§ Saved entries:
□ □ □ □
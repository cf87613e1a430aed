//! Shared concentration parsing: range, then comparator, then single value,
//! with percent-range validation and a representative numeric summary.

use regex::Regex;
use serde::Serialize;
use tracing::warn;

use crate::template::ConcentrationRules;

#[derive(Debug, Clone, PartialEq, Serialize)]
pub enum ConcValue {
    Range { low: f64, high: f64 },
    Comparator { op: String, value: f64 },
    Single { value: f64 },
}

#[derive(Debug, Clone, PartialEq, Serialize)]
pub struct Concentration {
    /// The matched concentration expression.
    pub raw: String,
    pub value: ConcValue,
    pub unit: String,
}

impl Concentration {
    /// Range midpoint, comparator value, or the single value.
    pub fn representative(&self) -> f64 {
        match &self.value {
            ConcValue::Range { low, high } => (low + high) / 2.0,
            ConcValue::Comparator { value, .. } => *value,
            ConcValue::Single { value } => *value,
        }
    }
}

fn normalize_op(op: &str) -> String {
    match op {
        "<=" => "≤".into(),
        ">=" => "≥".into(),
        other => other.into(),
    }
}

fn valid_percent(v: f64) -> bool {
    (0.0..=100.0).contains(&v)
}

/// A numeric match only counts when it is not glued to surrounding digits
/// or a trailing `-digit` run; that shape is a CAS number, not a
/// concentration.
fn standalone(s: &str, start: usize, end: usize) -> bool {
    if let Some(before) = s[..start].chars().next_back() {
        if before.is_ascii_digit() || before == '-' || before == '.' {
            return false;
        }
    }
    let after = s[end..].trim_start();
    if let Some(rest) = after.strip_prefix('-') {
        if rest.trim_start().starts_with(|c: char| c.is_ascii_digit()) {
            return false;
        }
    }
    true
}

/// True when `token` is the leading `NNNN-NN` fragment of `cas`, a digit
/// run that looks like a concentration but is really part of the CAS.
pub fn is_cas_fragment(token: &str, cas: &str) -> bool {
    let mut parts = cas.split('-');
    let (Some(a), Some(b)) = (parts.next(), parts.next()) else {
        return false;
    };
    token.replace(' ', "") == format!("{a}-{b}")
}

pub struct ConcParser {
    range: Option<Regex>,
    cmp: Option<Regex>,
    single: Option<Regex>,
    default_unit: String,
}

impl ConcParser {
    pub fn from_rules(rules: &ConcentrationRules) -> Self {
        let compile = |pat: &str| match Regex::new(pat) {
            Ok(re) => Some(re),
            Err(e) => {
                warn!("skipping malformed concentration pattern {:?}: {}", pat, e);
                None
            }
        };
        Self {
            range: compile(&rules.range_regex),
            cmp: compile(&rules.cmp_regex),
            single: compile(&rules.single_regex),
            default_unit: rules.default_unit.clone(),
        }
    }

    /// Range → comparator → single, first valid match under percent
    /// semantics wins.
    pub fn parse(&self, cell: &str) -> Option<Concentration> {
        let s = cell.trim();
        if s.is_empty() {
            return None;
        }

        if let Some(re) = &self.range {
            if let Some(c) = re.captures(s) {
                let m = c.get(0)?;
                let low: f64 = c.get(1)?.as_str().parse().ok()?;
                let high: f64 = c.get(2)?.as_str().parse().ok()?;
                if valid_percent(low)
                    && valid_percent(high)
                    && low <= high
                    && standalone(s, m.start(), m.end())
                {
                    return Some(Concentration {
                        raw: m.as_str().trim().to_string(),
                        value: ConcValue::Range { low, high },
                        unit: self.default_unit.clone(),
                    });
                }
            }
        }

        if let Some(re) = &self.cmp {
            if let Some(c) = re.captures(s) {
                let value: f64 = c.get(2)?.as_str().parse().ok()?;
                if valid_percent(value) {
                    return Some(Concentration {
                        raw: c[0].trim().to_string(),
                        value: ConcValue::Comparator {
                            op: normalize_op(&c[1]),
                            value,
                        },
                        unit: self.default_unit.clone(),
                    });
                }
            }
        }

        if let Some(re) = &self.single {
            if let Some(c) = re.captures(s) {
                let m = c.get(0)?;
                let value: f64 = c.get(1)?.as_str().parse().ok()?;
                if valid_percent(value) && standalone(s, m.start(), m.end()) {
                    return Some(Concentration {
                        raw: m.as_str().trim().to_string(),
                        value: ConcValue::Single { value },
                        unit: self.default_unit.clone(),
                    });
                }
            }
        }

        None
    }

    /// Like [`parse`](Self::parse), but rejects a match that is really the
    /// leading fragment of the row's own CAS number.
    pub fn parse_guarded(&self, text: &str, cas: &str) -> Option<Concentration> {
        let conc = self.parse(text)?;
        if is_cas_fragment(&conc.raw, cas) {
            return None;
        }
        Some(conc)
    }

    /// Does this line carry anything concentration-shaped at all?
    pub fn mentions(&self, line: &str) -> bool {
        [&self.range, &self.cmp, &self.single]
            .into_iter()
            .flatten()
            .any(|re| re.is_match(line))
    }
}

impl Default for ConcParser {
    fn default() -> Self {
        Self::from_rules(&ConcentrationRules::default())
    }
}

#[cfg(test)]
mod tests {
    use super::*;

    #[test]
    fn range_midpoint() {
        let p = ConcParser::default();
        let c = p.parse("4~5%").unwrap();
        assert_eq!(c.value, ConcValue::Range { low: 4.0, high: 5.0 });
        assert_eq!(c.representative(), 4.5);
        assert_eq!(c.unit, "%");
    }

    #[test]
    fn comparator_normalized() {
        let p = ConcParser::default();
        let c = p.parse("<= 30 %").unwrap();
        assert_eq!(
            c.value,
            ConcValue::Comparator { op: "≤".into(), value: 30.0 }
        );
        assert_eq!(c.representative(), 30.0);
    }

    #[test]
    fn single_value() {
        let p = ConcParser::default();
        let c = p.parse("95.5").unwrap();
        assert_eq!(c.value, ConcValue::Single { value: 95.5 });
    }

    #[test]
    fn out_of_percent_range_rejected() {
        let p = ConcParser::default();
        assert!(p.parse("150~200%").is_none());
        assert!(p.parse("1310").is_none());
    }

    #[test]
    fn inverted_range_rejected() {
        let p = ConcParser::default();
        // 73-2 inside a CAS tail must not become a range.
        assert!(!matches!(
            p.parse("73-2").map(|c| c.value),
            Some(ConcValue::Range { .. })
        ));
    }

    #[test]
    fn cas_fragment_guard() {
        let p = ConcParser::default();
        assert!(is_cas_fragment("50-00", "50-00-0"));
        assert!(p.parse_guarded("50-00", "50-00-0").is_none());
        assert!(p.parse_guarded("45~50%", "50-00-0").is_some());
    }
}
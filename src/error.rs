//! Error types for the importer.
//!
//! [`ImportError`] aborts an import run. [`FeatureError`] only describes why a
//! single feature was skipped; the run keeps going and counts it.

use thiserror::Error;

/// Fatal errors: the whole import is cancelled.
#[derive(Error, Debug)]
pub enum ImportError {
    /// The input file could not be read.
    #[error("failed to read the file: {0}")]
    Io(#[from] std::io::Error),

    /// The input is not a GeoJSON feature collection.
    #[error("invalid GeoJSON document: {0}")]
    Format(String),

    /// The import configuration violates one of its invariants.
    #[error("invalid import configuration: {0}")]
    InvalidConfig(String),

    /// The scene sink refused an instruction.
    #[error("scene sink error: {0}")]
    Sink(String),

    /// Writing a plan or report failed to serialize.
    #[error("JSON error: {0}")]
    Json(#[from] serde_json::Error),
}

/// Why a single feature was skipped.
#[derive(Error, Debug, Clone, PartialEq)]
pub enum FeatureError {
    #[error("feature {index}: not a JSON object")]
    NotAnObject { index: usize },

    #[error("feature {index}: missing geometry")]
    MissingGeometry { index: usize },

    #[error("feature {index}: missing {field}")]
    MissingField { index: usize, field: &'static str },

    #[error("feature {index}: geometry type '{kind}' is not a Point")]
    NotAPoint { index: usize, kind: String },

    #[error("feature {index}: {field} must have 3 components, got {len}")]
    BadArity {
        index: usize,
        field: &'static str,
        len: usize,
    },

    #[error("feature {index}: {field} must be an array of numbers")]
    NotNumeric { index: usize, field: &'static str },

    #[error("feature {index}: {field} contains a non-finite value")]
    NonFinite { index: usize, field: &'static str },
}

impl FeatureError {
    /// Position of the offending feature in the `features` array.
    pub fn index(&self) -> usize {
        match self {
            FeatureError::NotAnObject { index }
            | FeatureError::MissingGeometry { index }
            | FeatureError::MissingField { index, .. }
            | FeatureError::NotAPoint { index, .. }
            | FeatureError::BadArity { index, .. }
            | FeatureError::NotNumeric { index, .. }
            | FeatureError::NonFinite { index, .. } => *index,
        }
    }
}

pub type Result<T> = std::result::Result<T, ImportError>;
□ □ □ □
§ What you will do: If a line of the data above contains "MissingGeometry", copy it out.

§ Answer box:
    MissingGeometry { index: usize },
            | FeatureError::MissingGeometry { index }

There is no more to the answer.